* Your assignment *
Your answer must be every line of the data that holds the string "single".

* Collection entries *
▼

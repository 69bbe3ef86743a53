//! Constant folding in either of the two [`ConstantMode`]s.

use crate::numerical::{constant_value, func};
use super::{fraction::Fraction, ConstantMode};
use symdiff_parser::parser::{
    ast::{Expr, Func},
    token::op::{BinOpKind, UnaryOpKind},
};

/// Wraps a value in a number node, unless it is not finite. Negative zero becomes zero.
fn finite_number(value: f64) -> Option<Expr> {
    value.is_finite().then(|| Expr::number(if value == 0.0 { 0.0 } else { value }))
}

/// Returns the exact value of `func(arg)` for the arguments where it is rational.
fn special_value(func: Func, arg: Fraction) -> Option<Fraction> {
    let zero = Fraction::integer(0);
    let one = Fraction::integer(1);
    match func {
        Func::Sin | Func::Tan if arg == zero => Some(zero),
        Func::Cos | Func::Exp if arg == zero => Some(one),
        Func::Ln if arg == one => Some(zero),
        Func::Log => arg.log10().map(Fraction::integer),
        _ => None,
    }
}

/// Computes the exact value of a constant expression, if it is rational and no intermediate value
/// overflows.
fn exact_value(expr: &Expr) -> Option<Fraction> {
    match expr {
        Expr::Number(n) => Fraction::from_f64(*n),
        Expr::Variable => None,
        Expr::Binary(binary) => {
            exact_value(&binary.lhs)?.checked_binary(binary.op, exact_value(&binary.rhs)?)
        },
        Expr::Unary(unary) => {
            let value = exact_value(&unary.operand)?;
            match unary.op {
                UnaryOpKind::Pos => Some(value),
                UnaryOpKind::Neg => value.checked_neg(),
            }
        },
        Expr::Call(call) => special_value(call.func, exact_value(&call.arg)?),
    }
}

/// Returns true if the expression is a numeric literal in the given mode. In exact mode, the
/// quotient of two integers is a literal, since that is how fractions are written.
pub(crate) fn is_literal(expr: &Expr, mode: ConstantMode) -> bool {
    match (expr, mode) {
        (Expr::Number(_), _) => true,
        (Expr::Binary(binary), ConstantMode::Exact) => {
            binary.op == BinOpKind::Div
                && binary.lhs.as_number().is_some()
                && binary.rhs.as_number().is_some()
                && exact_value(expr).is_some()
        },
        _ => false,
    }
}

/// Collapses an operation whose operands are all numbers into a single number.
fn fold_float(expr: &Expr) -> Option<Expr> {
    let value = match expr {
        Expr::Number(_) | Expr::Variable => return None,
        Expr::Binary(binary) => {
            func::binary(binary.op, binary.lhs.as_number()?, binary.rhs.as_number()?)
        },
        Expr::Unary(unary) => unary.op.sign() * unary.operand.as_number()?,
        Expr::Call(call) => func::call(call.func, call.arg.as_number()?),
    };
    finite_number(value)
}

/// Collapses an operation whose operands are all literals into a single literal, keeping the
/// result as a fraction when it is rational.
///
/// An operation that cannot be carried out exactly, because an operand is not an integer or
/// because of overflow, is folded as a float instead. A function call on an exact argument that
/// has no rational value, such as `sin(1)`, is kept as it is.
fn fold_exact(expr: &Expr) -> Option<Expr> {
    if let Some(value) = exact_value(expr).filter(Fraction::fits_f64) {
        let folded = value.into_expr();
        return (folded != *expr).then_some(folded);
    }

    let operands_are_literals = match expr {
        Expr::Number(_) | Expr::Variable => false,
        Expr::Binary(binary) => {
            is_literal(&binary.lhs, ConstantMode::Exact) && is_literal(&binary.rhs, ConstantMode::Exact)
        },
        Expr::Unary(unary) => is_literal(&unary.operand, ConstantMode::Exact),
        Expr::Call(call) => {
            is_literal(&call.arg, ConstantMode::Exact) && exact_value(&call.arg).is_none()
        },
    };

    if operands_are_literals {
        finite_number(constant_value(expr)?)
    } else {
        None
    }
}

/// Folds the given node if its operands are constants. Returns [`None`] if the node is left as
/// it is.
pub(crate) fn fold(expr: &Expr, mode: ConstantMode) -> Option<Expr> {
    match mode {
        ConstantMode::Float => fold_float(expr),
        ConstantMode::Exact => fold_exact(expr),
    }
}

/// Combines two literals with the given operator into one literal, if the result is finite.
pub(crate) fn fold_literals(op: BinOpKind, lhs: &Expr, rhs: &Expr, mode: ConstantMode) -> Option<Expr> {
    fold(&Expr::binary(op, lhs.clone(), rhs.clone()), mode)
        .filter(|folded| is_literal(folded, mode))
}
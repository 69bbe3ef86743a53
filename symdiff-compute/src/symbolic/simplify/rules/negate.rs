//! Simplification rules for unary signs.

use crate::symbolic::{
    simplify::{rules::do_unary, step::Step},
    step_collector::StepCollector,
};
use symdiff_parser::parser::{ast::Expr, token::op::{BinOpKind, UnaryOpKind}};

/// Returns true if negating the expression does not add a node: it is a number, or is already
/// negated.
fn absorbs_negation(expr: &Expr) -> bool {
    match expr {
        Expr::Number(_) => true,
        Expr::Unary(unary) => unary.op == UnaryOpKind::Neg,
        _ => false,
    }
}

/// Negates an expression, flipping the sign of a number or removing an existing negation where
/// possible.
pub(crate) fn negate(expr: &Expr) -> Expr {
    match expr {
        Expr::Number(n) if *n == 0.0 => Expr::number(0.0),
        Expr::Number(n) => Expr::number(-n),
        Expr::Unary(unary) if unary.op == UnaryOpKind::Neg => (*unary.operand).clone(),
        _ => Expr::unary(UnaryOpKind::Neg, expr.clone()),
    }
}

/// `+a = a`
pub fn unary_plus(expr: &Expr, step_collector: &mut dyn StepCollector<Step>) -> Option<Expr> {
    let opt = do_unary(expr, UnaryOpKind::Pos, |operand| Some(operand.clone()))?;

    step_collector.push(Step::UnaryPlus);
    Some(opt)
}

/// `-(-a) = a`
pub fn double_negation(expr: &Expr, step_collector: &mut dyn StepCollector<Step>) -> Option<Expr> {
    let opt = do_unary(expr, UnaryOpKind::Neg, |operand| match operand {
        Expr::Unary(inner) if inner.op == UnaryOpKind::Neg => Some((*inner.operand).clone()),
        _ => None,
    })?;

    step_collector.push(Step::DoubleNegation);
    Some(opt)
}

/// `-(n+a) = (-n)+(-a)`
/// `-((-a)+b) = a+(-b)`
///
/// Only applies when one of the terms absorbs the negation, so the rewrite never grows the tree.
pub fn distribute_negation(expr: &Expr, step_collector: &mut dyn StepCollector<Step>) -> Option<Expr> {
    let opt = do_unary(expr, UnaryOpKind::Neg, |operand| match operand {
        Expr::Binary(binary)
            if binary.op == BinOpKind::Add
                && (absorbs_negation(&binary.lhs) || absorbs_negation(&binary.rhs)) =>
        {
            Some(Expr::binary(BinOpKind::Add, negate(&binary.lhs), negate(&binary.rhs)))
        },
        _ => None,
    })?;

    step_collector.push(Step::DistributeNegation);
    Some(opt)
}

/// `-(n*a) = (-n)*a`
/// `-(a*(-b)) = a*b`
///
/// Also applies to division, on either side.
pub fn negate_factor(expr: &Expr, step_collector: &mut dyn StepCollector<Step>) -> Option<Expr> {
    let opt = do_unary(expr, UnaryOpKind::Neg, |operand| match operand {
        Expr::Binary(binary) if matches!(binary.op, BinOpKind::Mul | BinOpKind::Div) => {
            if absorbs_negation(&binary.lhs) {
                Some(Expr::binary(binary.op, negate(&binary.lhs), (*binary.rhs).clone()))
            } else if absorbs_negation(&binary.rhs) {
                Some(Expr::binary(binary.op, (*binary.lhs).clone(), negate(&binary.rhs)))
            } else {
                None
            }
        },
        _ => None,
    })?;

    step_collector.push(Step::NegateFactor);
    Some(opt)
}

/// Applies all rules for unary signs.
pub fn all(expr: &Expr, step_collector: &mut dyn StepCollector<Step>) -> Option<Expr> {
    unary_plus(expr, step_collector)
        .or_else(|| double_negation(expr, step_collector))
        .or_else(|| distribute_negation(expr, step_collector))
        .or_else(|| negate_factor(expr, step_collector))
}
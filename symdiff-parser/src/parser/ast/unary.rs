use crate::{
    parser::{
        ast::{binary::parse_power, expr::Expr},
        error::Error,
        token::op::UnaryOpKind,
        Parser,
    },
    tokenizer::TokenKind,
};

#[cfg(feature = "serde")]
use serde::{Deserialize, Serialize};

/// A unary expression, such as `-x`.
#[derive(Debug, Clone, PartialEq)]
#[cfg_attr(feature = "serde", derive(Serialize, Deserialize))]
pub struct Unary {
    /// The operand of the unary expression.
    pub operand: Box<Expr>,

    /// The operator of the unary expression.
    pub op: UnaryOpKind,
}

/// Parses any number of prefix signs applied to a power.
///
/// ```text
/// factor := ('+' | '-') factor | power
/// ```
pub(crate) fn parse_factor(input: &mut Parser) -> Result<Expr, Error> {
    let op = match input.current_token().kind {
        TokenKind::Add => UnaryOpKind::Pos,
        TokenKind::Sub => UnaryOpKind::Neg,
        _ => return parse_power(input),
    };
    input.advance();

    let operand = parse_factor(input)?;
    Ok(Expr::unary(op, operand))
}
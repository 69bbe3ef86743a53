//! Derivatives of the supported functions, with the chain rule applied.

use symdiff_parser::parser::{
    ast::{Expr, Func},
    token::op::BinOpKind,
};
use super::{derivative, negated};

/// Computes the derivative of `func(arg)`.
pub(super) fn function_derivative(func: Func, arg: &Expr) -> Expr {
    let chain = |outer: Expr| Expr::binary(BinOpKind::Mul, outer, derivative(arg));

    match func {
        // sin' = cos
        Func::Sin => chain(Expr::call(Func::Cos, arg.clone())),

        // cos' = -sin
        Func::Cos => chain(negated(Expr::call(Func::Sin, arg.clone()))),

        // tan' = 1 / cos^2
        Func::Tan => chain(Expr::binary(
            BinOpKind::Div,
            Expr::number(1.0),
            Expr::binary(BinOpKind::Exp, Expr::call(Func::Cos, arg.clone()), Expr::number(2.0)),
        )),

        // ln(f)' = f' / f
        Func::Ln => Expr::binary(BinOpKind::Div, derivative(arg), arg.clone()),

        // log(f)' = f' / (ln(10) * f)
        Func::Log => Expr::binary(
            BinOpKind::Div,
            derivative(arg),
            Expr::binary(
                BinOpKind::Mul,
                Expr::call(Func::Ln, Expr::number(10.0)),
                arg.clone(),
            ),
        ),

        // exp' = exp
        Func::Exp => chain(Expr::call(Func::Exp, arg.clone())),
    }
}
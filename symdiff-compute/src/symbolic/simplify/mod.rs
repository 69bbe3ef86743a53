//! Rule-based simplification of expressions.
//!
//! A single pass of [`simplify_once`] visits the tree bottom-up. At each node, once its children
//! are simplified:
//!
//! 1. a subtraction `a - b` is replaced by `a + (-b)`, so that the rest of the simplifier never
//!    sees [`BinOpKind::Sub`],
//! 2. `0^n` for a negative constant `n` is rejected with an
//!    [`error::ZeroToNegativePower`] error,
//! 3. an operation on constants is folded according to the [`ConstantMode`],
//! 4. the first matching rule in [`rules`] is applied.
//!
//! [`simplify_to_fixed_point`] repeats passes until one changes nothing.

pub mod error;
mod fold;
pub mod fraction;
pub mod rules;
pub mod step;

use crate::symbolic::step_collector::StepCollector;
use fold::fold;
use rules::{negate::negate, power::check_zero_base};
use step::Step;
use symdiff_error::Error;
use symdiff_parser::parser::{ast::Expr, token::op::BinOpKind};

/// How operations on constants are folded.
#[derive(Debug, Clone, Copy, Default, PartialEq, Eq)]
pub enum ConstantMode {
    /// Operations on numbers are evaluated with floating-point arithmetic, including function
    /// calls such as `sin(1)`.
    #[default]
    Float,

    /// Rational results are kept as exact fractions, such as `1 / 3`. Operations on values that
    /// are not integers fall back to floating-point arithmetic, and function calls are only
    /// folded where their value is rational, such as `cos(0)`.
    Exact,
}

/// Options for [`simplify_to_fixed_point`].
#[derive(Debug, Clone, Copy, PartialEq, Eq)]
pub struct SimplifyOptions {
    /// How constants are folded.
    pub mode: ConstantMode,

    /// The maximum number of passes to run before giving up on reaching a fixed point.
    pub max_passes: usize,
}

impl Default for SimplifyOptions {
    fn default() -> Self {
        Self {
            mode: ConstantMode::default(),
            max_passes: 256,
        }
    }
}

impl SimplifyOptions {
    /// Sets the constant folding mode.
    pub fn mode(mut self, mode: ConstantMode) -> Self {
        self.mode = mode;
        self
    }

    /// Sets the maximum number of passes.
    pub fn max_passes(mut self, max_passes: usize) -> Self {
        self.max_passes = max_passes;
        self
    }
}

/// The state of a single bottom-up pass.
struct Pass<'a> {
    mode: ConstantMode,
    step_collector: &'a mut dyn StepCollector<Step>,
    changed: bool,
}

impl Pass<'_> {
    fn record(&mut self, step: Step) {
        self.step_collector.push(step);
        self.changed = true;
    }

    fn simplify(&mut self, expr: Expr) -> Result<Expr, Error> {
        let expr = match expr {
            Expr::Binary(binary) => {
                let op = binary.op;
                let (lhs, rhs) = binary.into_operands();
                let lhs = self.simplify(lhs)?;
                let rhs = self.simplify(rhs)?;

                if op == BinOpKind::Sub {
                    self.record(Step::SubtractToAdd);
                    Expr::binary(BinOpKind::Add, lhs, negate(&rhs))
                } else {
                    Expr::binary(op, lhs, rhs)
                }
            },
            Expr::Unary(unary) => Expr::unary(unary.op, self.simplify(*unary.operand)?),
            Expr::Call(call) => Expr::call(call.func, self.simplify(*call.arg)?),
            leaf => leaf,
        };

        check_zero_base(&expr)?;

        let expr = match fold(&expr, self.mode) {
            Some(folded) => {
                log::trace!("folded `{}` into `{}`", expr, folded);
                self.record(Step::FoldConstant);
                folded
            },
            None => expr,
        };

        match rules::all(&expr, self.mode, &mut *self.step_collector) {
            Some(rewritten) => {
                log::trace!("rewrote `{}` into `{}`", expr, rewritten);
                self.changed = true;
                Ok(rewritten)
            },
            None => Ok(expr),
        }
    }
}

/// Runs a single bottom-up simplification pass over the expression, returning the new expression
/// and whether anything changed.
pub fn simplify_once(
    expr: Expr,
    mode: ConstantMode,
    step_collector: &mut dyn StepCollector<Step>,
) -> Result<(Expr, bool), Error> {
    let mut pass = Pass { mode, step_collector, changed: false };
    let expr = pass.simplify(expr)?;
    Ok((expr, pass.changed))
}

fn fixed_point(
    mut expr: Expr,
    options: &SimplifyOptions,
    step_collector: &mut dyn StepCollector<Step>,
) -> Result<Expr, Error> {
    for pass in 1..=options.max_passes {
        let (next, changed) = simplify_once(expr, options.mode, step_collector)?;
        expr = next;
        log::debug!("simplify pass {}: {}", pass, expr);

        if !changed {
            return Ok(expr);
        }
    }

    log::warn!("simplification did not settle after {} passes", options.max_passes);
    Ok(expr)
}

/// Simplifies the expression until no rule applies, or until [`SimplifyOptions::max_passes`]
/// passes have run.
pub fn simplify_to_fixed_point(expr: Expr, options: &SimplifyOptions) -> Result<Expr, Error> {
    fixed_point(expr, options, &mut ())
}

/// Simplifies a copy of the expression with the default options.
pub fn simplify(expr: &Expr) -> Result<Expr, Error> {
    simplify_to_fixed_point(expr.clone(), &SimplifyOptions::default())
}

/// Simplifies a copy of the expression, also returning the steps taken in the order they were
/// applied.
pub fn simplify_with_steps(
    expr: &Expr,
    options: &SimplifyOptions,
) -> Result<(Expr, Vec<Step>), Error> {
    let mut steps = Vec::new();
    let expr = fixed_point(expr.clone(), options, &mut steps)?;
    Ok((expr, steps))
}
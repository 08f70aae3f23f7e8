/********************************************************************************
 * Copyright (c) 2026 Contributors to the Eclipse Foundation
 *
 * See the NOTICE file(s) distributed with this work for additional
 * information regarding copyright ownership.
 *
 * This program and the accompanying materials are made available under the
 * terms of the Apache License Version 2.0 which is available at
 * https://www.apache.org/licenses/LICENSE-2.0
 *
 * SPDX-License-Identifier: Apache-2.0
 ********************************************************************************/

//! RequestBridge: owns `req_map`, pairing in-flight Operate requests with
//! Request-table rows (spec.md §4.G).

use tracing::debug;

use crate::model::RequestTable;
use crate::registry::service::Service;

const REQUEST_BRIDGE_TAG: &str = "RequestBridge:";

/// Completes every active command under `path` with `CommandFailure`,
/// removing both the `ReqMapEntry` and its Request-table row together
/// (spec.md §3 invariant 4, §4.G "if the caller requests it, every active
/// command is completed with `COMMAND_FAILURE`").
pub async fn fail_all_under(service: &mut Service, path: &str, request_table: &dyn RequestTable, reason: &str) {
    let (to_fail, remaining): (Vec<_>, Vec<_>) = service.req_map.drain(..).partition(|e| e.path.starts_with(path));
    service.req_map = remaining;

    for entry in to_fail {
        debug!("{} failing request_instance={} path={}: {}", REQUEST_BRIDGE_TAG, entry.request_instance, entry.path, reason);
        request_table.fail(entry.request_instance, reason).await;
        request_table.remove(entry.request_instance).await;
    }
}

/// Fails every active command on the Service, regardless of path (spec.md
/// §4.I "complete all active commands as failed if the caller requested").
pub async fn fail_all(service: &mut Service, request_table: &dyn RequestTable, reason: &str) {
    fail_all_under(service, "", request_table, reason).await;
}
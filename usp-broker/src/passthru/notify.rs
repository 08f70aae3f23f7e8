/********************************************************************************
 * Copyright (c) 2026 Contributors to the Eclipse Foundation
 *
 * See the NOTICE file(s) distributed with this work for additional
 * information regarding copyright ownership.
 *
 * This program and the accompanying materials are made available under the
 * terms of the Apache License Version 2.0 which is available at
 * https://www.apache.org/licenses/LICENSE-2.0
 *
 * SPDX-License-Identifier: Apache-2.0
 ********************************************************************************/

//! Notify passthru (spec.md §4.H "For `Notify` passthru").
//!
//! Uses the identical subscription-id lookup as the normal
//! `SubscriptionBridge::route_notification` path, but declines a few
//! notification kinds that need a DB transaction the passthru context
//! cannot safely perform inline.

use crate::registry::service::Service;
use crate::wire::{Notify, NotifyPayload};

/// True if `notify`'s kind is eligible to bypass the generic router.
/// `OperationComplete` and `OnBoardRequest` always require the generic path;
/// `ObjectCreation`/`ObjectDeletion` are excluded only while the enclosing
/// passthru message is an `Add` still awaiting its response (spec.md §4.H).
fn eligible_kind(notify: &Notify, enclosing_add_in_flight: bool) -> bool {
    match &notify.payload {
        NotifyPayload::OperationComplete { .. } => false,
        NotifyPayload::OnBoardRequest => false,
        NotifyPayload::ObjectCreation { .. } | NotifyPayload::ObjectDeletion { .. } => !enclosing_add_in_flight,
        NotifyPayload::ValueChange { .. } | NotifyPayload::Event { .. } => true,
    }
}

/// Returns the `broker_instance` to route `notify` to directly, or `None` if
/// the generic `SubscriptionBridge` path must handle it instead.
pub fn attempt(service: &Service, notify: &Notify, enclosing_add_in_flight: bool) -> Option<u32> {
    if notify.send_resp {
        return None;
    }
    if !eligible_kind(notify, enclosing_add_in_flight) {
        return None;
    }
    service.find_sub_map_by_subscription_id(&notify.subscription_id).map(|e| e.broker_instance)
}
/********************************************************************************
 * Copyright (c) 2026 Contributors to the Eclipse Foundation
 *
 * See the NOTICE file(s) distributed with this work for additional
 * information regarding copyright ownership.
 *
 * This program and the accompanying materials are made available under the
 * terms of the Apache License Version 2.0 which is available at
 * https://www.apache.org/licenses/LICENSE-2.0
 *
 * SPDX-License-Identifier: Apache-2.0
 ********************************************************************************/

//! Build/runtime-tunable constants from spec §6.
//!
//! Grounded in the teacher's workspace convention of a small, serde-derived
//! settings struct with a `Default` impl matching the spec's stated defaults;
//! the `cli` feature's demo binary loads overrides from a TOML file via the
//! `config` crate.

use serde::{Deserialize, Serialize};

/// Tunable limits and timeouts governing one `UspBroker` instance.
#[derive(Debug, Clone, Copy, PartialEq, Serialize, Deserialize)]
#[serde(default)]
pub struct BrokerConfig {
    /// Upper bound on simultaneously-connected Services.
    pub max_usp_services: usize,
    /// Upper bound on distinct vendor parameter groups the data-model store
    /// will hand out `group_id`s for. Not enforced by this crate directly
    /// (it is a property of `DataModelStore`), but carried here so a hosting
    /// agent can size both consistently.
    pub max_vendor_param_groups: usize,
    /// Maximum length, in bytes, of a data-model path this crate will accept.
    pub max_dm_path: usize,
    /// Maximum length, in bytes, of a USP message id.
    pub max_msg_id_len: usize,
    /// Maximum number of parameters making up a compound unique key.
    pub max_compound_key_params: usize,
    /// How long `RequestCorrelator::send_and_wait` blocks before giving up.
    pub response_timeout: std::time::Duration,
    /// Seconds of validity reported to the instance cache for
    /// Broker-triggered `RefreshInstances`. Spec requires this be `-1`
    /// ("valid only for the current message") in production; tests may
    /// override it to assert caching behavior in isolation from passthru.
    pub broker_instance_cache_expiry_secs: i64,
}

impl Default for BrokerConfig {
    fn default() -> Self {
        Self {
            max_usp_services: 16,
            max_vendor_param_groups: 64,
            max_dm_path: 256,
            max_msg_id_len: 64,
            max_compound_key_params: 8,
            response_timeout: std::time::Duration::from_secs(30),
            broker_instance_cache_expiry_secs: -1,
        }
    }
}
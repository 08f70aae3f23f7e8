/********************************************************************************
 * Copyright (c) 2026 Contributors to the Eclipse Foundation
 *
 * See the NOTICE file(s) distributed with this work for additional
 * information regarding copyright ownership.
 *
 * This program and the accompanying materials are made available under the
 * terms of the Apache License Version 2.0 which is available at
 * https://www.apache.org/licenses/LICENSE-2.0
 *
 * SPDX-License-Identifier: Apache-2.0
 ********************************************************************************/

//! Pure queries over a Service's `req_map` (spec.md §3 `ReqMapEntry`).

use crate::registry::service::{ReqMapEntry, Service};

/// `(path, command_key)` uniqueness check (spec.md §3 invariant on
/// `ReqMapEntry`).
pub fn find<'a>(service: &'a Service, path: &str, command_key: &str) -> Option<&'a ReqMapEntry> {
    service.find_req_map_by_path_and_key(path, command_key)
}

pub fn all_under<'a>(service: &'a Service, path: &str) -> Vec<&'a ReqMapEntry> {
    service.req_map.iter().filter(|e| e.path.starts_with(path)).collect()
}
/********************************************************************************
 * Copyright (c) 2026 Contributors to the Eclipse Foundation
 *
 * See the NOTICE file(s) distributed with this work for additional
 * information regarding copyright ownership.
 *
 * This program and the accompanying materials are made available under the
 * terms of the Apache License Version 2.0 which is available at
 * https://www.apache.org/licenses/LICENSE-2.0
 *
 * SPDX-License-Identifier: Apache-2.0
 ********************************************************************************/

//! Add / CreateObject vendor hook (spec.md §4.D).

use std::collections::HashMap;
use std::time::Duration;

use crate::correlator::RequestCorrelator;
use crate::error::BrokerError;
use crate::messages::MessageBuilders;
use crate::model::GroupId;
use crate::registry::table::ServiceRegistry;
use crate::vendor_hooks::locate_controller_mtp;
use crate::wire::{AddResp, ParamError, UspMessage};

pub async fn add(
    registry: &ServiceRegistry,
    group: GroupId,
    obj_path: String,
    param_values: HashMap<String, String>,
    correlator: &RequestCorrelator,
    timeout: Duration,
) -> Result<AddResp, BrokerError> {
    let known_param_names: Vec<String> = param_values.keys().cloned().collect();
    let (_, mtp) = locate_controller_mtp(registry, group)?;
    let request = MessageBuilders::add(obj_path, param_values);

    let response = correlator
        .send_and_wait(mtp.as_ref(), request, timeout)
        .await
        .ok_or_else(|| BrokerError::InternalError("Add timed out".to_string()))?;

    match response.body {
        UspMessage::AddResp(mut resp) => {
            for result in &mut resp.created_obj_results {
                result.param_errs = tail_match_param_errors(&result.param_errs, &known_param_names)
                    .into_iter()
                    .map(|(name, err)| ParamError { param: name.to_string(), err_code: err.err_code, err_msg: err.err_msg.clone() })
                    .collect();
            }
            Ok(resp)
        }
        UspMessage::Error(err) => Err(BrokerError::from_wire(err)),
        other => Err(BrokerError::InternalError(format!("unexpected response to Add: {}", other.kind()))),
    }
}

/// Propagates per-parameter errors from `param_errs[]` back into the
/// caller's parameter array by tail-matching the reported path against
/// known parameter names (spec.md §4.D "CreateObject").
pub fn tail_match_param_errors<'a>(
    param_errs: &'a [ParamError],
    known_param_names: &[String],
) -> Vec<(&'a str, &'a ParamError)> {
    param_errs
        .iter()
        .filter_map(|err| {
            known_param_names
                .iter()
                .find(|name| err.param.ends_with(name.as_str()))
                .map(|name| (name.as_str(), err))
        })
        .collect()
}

▲

* Answer box *
/// Collapses an operation whose operands are all numbers into a single number.
/// Collapses an operation whose operands are all literals into a single literal, keeping the
//! A single pass of [`simplify_once`] visits the tree bottom-up. At each node, once its children
/// The state of a single bottom-up pass.
/// Runs a single bottom-up simplification pass over the expression, returning the new expression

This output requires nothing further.